Work request:
Filter these records by the string "JobStore", copying each line that holds it.
═══ Information shown ═══
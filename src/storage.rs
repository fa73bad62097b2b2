use crate::errors::AppError;
use crate::models::{CallingCodeMap, ClientRecord};
use sqlx::{PgPool, Row};
use uuid::Uuid;

/// Seam between the pipeline and durable storage.
///
/// The orchestrator is generic over this trait so tests can substitute an
/// in-memory writer and observe exactly which writes were committed before a
/// failure. Each method is an independent statement; there is no enclosing
/// transaction across calls, so partially committed output survives a
/// mid-job abort.
pub trait JobStore {
    /// Loads the full country → calling-code reference into memory.
    /// Duplicate countries resolve last-seen-wins. Failure is fatal to the run.
    fn load_calling_codes(
        &self,
    ) -> impl std::future::Future<Output = Result<CallingCodeMap, AppError>> + Send;

    /// Fetches all staged records for a job id. An empty result is valid
    /// (zero records uploaded, or an unknown job id; the two are not
    /// distinguished).
    fn fetch_staged(
        &self,
        job_id: &str,
    ) -> impl std::future::Future<Output = Result<Vec<ClientRecord>, AppError>> + Send;

    /// Inserts one verified-client row and returns its generated id.
    fn save_client(
        &self,
        job_id: &str,
        client: &ClientRecord,
    ) -> impl std::future::Future<Output = Result<Uuid, AppError>> + Send;

    /// Inserts one row per link for the given client. On a mid-sequence
    /// failure, links inserted before the failing one remain committed and
    /// the rest are not attempted.
    fn save_links(
        &self,
        client_id: Uuid,
        owner_name: &str,
        urls: &[String],
    ) -> impl std::future::Future<Output = Result<(), AppError>> + Send;
}

/// Postgres-backed storage for the job pipeline.
pub struct PgJobStorage {
    pool: PgPool,
}

impl PgJobStorage {
    pub fn new(pool: PgPool) -> Self {
        Self { pool }
    }
}

impl JobStore for PgJobStorage {
    async fn load_calling_codes(&self) -> Result<CallingCodeMap, AppError> {
        let rows = sqlx::query("SELECT country_name, phone_code FROM calling_codes")
            .fetch_all(&self.pool)
            .await
            .map_err(AppError::DataSource)?;

        let mut codes = CallingCodeMap::with_capacity(rows.len());
        for row in rows {
            let country: String = row.try_get("country_name").map_err(AppError::DataSource)?;
            let code: String = row.try_get("phone_code").map_err(AppError::DataSource)?;
            codes.insert(country, code);
        }

        tracing::debug!("Loaded {} calling codes", codes.len());
        Ok(codes)
    }

    async fn fetch_staged(&self, job_id: &str) -> Result<Vec<ClientRecord>, AppError> {
        let clients = sqlx::query_as::<_, ClientRecord>(
            "SELECT id, name, phone_number, country, gender, company, company_revenue, credit_amount
             FROM clients WHERE id = $1",
        )
        .bind(job_id)
        .fetch_all(&self.pool)
        .await
        .map_err(AppError::DataSource)?;

        Ok(clients)
    }

    async fn save_client(&self, job_id: &str, client: &ClientRecord) -> Result<Uuid, AppError> {
        // Staged rows reuse the job id as their id column; verified rows get
        // a fresh UUID so re-runs and same-named clients never collide on the
        // primary key.
        let client_id = Uuid::new_v4();

        let result = sqlx::query(
            "INSERT INTO verified_clients
               (id, job_id, name, phone_number, country, gender, company, company_revenue, credit_amount)
             VALUES ($1, $2, $3, $4, $5, $6, $7, $8, $9)",
        )
        .bind(client_id)
        .bind(job_id)
        .bind(&client.name)
        .bind(&client.phone_number)
        .bind(&client.country)
        .bind(&client.gender)
        .bind(&client.company)
        .bind(&client.company_revenue)
        .bind(&client.credit_amount)
        .execute(&self.pool)
        .await
        .map_err(AppError::Persistence)?;

        tracing::info!(
            "Inserted verified client {} ({}), rows affected: {}",
            client.name,
            client_id,
            result.rows_affected()
        );
        Ok(client_id)
    }

    async fn save_links(
        &self,
        client_id: Uuid,
        owner_name: &str,
        urls: &[String],
    ) -> Result<(), AppError> {
        for url in urls {
            sqlx::query("INSERT INTO links (client_id, name, url) VALUES ($1, $2, $3)")
                .bind(client_id)
                .bind(owner_name)
                .bind(url)
                .execute(&self.pool)
                .await
                .map_err(AppError::Persistence)?;
        }

        tracing::info!("Inserted {} links for client {}", urls.len(), owner_name);
        Ok(())
    }
}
═══
Exercise solution:
pub trait JobStore {
impl JobStore for PgJobStorage {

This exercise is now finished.